C'était une situation inhabituelle. Une compagnie d'assurance voulait lancer un nouveau service de santé en moins de six mois. Les applications back-office et de communication étaient à construire à partir de rien, tandis que l'intégration avec les couches applicatives d'enregistrement était obligatoire. Il n'y avait pas de spécifications claires. A bien y réfléchir, un projet ambitieux et risqué. Plusieurs fournisseurs préparèrent une proposition, que le client ne crut pas du fait des écarts de prix. Il comprit heureusement qu'une approche Agile était nécessaire pour aboutir à une solution opérationnelle en six mois. Ce fut notre chance car dans beaucoup d'autres cas, il nous faut beaucoup d'efforts pour convaincre le client qu'une approche Agile est préférable.

Les RFP fournissent beaucoup d'Informations, et souvent pas celles attendues

Le RFP se composait de plusieurs pages de besoins techniques et fonctionnels. Il était facile de comprendre pourquoi les autres fournisseurs émirent des propositions différentes. Malgré tout le travail des analystes du client, beaucoup de choses restaient floues, et des fonctionnalités essentielles et des descriptions d'intégration manquaient.

Comme il était sûr que certaines informations manquaient, nous avons proposé de commencer par trois semaines de brainstorming pour rencontrer les analystes et les experts de chaque domaine (avec de nombreux utilisateurs finaux).

Ensemble, nous avons discuté les différentes fonctions et tâches, défini les rôles, ce qui a permis de définir le "périmètre du projet". Nous avons résumé les échanges par des "épiques", et dès que possible par des user stories pour montrer notre compréhension des besoins.

Même le client a mieux appréhendé la complexité de ses processus après ces ateliers.

Estimer pour préparer la Proposition

Est-il raisonnable de définir une date de fin et un budget si vous ne connaissez pas le livrable ? La réponse est oui - mais seulement si vous utilisez des méthodes projets qui correspondent à ce type de situations. L'Agile en est un. Bien que d'accord sur le périmètre, nous avions encore un problème majeur à affronter : définir et formaliser l'accord. Aujourd'hui, il existe des cadres de contrats agiles, qui n'étaient pas là quand nous préparions notre offre.
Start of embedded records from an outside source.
//! GumTree node matching.
//!
//! Two phases, as in Falleri et al. (ASE 2014):
//! 1. Top-down: pair up the highest isomorphic subtrees.
//! 2. Bottom-up: pair the remaining inner nodes by how many of their
//!    descendants are already paired (Dice coefficient), then align small
//!    subtree pairs exactly with Zhang-Shasha.

use crate::config::{Comparator, MatchingConfig};
use crate::mapping::Mapping;
use crate::tree::{Label, NodeId, Tree};
use crate::zhang_shasha::ZhangShasha;
use crate::{debug, trace};
use core::cmp::Reverse;
use std::collections::BinaryHeap;

/// Computes a [`Mapping`] between two trees.
pub struct Matcher<'a, L: Label, C> {
    src: &'a Tree<L>,
    dst: &'a Tree<L>,
    config: &'a MatchingConfig,
    comparator: &'a C,
}

impl<'a, L: Label, C: Comparator<L>> Matcher<'a, L, C> {
    /// Create a matcher for one tree pair.
    pub fn new(
        src: &'a Tree<L>,
        dst: &'a Tree<L>,
        config: &'a MatchingConfig,
        comparator: &'a C,
    ) -> Self {
        Self {
            src,
            dst,
            config,
            comparator,
        }
    }

    /// Run both phases and return the resulting mapping.
    pub fn compute_mapping(&self) -> Mapping {
        debug!(
            src_nodes = self.src.len(),
            dst_nodes = self.dst.len(),
            "compute_mapping start"
        );

        let mut mapping = self.match_top_down();
        debug!(matched = mapping.len(), "after match_top_down");

        self.match_bottom_up(&mut mapping);
        debug!(matched = mapping.len(), "after match_bottom_up");

        mapping
    }

    /// Whether the comparator allows `s` and `d` to be paired at all.
    #[inline]
    pub fn is_matching_possible(&self, s: NodeId, d: NodeId) -> bool {
        self.comparator
            .is_matching_allowed(&self.src[s], &self.dst[d])
    }

    /// Whether the subtrees rooted at `s` and `d` are identical: same shape,
    /// matchable kinds and zero value distance all the way down.
    pub fn isomorphic(&self, s: NodeId, d: NodeId) -> bool {
        let mut pending = vec![(s, d)];
        while let Some((s, d)) = pending.pop() {
            let (ns, nd) = (&self.src[s], &self.dst[d]);
            if ns.children().len() != nd.children().len()
                || !self.is_matching_possible(s, d)
                || self.comparator.node_distance(ns, nd) != 0.0
            {
                return false;
            }
            pending.extend(ns.children().iter().copied().zip(nd.children().iter().copied()));
        }
        true
    }

    /// The legality rule every link goes through.
    ///
    /// Neither node may be linked yet. Unless the config disables the check,
    /// the parents must also be compatible: both absent (two roots), or both
    /// present and allowed to match each other.
    pub fn can_be_added(&self, mapping: &Mapping, s: NodeId, d: NodeId) -> bool {
        debug_assert!(self.is_matching_possible(s, d));
        if mapping.has_src(s) || mapping.has_dst(d) {
            return false;
        }
        if self.config.enable_matching_with_unmatchable_parents {
            return true;
        }
        match (self.src[s].parent(), self.dst[d].parent()) {
            (None, None) => true,
            (Some(ps), Some(pd)) => self.is_matching_possible(ps, pd),
            _ => false,
        }
    }

    /// Dice coefficient of the descendants of `s` and `d` under `mapping`:
    /// twice the number of descendants of `s` paired into the subtree of `d`,
    /// over the two subtree sizes.
    pub fn similarity(&self, mapping: &Mapping, s: NodeId, d: NodeId) -> f64 {
        let last = self.src[s].rightmost_descendant().index();
        let common = (s.index() + 1..=last)
            .filter_map(|i| mapping.get_dst(NodeId::new(i)))
            .filter(|&mapped| self.dst.is_in_subtree(mapped, d))
            .count();
        let total = self.src.number_of_descendants(s) + self.dst.number_of_descendants(d);
        2.0 * common as f64 / total as f64
    }

    /// Link the subtrees rooted at `s` and `d` node by node.
    ///
    /// Only valid for isomorphic subtrees: they have the same size and, ids
    /// being preorder, `s + k` corresponds to `d + k`.
    fn add_isomorphic_subtrees(&self, mapping: &mut Mapping, s: NodeId, d: NodeId) {
        debug_assert!(self.isomorphic(s, d));
        for k in 0..self.src.number_of_descendants(s) {
            mapping.link(NodeId::new(s.index() + k), NodeId::new(d.index() + k));
        }
    }

    /// Refine a freshly linked pair with the exact matcher, if both subtrees are
    /// small enough.
    fn add_optimal_mapping(&self, mapping: &mut Mapping, s: NodeId, d: NodeId) {
        let size = self
            .src
            .number_of_descendants(s)
            .max(self.dst.number_of_descendants(d));
        if size >= self.config.max_size {
            trace!(
                s = s.index(),
                d = d.index(),
                size,
                max_size = self.config.max_size,
                "skip exact matching"
            );
            return;
        }

        let pairs = ZhangShasha::new(self.src, self.dst, s, d, self.comparator).matching_nodes();
        for (ps, pd) in pairs {
            if self.can_be_added(mapping, ps, pd) {
                mapping.link(ps, pd);
            }
        }
    }

    /// The unlinked, matchable destination node most similar to `s`.
    ///
    /// Only a strictly higher similarity replaces the current best, so ties go
    /// to the lowest id and a zero similarity never yields a candidate.
    fn find_candidate(&self, mapping: &Mapping, s: NodeId) -> Option<(NodeId, f64)> {
        let mut best = None;
        let mut max_similarity = 0.0;
        for d in self.dst.ids() {
            if !self.is_matching_possible(s, d) || mapping.has_dst(d) {
                continue;
            }
            let similarity = self.similarity(mapping, s, d);
            if similarity > max_similarity {
                max_similarity = similarity;
                best = Some((d, similarity));
            }
        }
        best
    }

    /// Phase 1: top-down matching of isomorphic subtrees.
    ///
    /// Two frontiers ordered by height start at the roots. The higher frontier
    /// is opened until both peak at the same height, then every pair of that
    /// height is tested for isomorphism. Nodes left unpaired are opened and the
    /// loop goes on until no frontier reaches `min_height`.
    fn match_top_down(&self) -> Mapping {
        trace!("match_top_down start");
        let mut mapping = Mapping::with_capacity(self.src.len(), self.dst.len());
        let mut src_queue = HeightQueue::new(self.src);
        let mut dst_queue = HeightQueue::new(self.dst);
        src_queue.push(self.src.root());
        dst_queue.push(self.dst.root());

        let min_height = self.config.min_height.max(1);
        loop {
            let (src_max, dst_max) = (src_queue.peek_max(), dst_queue.peek_max());
            if src_max.max(dst_max) < min_height {
                break;
            }
            if src_max > dst_max {
                for s in src_queue.pop_batch() {
                    src_queue.open(s);
                }
                continue;
            }
            if dst_max > src_max {
                for d in dst_queue.pop_batch() {
                    dst_queue.open(d);
                }
                continue;
            }

            let src_batch = src_queue.pop_batch();
            let dst_batch = dst_queue.pop_batch();
            for &s in &src_batch {
                for &d in &dst_batch {
                    if self.isomorphic(s, d) && self.can_be_added(&mapping, s, d) {
                        trace!(
                            s = s.index(),
                            d = d.index(),
                            height = src_max,
                            "isomorphic subtrees"
                        );
                        self.add_isomorphic_subtrees(&mut mapping, s, d);
                    }
                }
            }
            for &s in &src_batch {
                if !mapping.has_src(s) {
                    src_queue.open(s);
                }
            }
            for &d in &dst_batch {
                if !mapping.has_dst(d) {
                    dst_queue.open(d);
                }
            }
        }
        mapping
    }

    /// Phase 2: bottom-up matching by similarity.
    ///
    /// Visits the source tree in postorder. An unmatched node with at least one
    /// matched child is paired with its best candidate when legal and similar
    /// enough. The roots come last and are paired whenever both are still free.
    fn match_bottom_up(&self, mapping: &mut Mapping) {
        trace!("match_bottom_up start");
        let (src_root, dst_root) = (self.src.root(), self.dst.root());

        for s in self.src.postorder(src_root) {
            if s == src_root {
                if !mapping.has_src(src_root)
                    && !mapping.has_dst(dst_root)
                    && self.is_matching_possible(src_root, dst_root)
                {
                    mapping.link(src_root, dst_root);
                    self.add_optimal_mapping(mapping, src_root, dst_root);
                }
                break;
            }

            let node = &self.src[s];
            let has_matched_child = node.children().iter().any(|&c| mapping.has_src(c));
            if mapping.has_src(s) || !has_matched_child {
                continue;
            }

            let Some((d, similarity)) = self.find_candidate(mapping, s) else {
                continue;
            };
            if !self.can_be_added(mapping, s, d) {
                trace!(s = s.index(), d = d.index(), "candidate rejected: illegal");
                continue;
            }
            if similarity < self.config.min_similarity {
                trace!(
                    s = s.index(),
                    d = d.index(),
                    similarity,
                    "candidate rejected: not similar enough"
                );
                continue;
            }

            trace!(s = s.index(), d = d.index(), similarity, "bottom_up match");
            mapping.link(s, d);
            self.add_optimal_mapping(mapping, s, d);
        }
    }
}

/// Max-priority frontier keyed by node height.
struct HeightQueue<'a, L: Label> {
    tree: &'a Tree<L>,
    heap: BinaryHeap<(usize, Reverse<NodeId>)>,
}

impl<'a, L: Label> HeightQueue<'a, L> {
    fn new(tree: &'a Tree<L>) -> Self {
        Self {
            tree,
            heap: BinaryHeap::new(),
        }
    }

    fn push(&mut self, id: NodeId) {
        self.heap.push((self.tree[id].height(), Reverse(id)));
    }

    /// Height of the highest node, 0 when empty.
    fn peek_max(&self) -> usize {
        self.heap.peek().map_or(0, |&(height, _)| height)
    }

    /// Remove every node of the maximum height, in ascending id order.
    fn pop_batch(&mut self) -> Vec<NodeId> {
        let max = self.peek_max();
        let mut batch = Vec::new();
        while let Some(&(height, Reverse(id))) = self.heap.peek()
            && height == max
        {
            self.heap.pop();
            batch.push(id);
        }
        batch.sort_unstable();
        batch
    }

    /// Push the children of `id`.
    fn open(&mut self, id: NodeId) {
        for &child in self.tree[id].children() {
            self.push(child);
        }
    }
}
Nous avons décidé d'estimer de deux manières différentes. Premièrement, nous avons estimé d'une manière classique en discutant du temps requis pour chaque user story. Nous avons vérifié ces éléments en "devinant" la capacité requise en design, développement, tests et implémentation pour réaliser le projet dans les temps donnés. La seconde approche fut le "Planning Poker". Les membres de l'équipe définirent la complexité des épiques et des US en les comparant. En s'inspirant de notre expérience avec des projets similaires, nous connaissions plus ou moins la vélocité attendue (le temps de développement par US).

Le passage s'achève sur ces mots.